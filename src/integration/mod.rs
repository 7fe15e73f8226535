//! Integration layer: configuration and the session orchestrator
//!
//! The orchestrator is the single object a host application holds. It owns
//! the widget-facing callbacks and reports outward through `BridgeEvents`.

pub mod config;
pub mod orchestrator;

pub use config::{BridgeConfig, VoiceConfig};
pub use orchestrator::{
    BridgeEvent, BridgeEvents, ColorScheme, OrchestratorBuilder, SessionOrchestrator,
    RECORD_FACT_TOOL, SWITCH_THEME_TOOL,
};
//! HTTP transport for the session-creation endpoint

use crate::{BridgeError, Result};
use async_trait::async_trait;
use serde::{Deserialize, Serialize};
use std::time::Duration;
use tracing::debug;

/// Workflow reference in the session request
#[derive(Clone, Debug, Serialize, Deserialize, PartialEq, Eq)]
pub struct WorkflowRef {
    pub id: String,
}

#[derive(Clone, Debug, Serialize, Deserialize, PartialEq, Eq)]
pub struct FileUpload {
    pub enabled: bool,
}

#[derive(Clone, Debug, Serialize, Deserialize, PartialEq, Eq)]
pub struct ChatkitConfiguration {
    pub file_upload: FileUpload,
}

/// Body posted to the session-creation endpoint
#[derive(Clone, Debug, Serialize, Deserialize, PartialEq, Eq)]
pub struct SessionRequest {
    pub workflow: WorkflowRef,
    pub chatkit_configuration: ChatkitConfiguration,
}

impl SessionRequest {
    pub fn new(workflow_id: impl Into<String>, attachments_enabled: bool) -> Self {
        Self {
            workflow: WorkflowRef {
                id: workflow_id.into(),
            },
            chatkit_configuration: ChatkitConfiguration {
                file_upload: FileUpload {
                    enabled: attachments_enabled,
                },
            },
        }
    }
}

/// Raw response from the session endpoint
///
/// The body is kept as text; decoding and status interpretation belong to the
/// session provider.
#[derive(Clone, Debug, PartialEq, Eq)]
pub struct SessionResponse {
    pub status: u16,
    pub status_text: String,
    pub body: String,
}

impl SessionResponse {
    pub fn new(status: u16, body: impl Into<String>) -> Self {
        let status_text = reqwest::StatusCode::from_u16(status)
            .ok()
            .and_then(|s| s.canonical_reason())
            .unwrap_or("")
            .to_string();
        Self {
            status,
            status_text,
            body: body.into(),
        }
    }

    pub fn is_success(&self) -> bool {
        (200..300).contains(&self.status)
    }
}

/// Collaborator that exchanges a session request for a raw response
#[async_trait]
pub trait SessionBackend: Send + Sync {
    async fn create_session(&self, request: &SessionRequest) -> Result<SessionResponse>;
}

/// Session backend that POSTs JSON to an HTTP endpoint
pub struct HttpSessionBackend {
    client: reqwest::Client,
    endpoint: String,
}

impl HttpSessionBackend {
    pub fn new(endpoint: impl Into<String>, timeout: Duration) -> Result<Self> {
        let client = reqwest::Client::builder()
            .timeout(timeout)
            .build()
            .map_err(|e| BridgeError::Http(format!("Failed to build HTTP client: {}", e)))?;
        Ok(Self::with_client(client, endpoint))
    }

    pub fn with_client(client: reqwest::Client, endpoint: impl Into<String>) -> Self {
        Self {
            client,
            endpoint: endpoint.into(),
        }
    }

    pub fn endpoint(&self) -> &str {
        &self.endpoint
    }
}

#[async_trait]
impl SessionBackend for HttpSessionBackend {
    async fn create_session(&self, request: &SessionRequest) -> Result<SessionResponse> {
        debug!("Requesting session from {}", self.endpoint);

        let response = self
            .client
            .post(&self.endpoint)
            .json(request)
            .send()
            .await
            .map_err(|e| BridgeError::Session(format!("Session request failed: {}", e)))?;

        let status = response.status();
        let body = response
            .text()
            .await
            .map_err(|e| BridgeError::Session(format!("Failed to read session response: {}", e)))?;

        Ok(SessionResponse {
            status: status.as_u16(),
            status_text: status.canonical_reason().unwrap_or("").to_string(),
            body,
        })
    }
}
========================================
* _ASSIGNMENT_
Return each record exactly as given.

* _RESULT OF THE TASK_
filename src/integration/mod.rs
repository 7fe15e73f8226535
//! Integration layer: configuration and the session orchestrator
//!
//! The orchestrator is the single object a host application holds. It owns
//! the widget-facing callbacks and reports outward through `BridgeEvents`.

pub mod config;
pub mod orchestrator;

pub use config::{BridgeConfig, VoiceConfig};
pub use orchestrator::{
    BridgeEvent, BridgeEvents, ColorScheme, OrchestratorBuilder, SessionOrchestrator,
    RECORD_FACT_TOOL, SWITCH_THEME_TOOL,
};
//! HTTP transport for the session-creation endpoint

use crate::{BridgeError, Result};
use async_trait::async_trait;
use serde::{Deserialize, Serialize};
use std::time::Duration;
use tracing::debug;

/// Workflow reference in the session request
#[derive(Clone, Debug, Serialize, Deserialize, PartialEq, Eq)]
pub struct WorkflowRef {
    pub id: String,
}

#[derive(Clone, Debug, Serialize, Deserialize, PartialEq, Eq)]
pub struct FileUpload {
    pub enabled: bool,
}

#[derive(Clone, Debug, Serialize, Deserialize, PartialEq, Eq)]
pub struct ChatkitConfiguration {
    pub file_upload: FileUpload,
}

/// Body posted to the session-creation endpoint
#[derive(Clone, Debug, Serialize, Deserialize, PartialEq, Eq)]
pub struct SessionRequest {
    pub workflow: WorkflowRef,
    pub chatkit_configuration: ChatkitConfiguration,
}

impl SessionRequest {
    pub fn new(workflow_id: impl Into<String>, attachments_enabled: bool) -> Self {
        Self {
            workflow: WorkflowRef {
                id: workflow_id.into(),
            },
            chatkit_configuration: ChatkitConfiguration {
                file_upload: FileUpload {
                    enabled: attachments_enabled,
                },
            },
        }
    }
}

/// Raw response from the session endpoint
///
/// The body is kept as text; decoding and status interpretation belong to the
/// session provider.
#[derive(Clone, Debug, PartialEq, Eq)]
pub struct SessionResponse {
    pub status: u16,
    pub status_text: String,
    pub body: String,
}

impl SessionResponse {
    pub fn new(status: u16, body: impl Into<String>) -> Self {
        let status_text = reqwest::StatusCode::from_u16(status)
            .ok()
            .and_then(|s| s.canonical_reason())
            .unwrap_or("")
            .to_string();
        Self {
            status,
            status_text,
            body: body.into(),
        }
    }

    pub fn is_success(&self) -> bool {
        (200..300).contains(&self.status)
    }
}

/// Collaborator that exchanges a session request for a raw response
#[async_trait]
pub trait SessionBackend: Send + Sync {
    async fn create_session(&self, request: &SessionRequest) -> Result<SessionResponse>;
}

/// Session backend that POSTs JSON to an HTTP endpoint
pub struct HttpSessionBackend {
    client: reqwest::Client,
    endpoint: String,
}

impl HttpSessionBackend {
    pub fn new(endpoint: impl Into<String>, timeout: Duration) -> Result<Self> {
        let client = reqwest::Client::builder()
            .timeout(timeout)
            .build()
            .map_err(|e| BridgeError::Http(format!("Failed to build HTTP client: {}", e)))?;
        Ok(Self::with_client(client, endpoint))
    }

    pub fn with_client(client: reqwest::Client, endpoint: impl Into<String>) -> Self {
        Self {
            client,
            endpoint: endpoint.into(),
        }
    }

    pub fn endpoint(&self) -> &str {
        &self.endpoint
    }
}

#[async_trait]
impl SessionBackend for HttpSessionBackend {
    async fn create_session(&self, request: &SessionRequest) -> Result<SessionResponse> {
        debug!("Requesting session from {}", self.endpoint);

        let response = self
            .client
            .post(&self.endpoint)
            .json(request)
            .send()
            .await
            .map_err(|e| BridgeError::Session(format!("Session request failed: {}", e)))?;

        let status = response.status();
        let body = response
            .text()
            .await
            .map_err(|e| BridgeError::Session(format!("Failed to read session response: {}", e)))?;

        Ok(SessionResponse {
            status: status.as_u16(),
            status_text: status.canonical_reason().unwrap_or("").to_string(),
            body,
        })
    }
}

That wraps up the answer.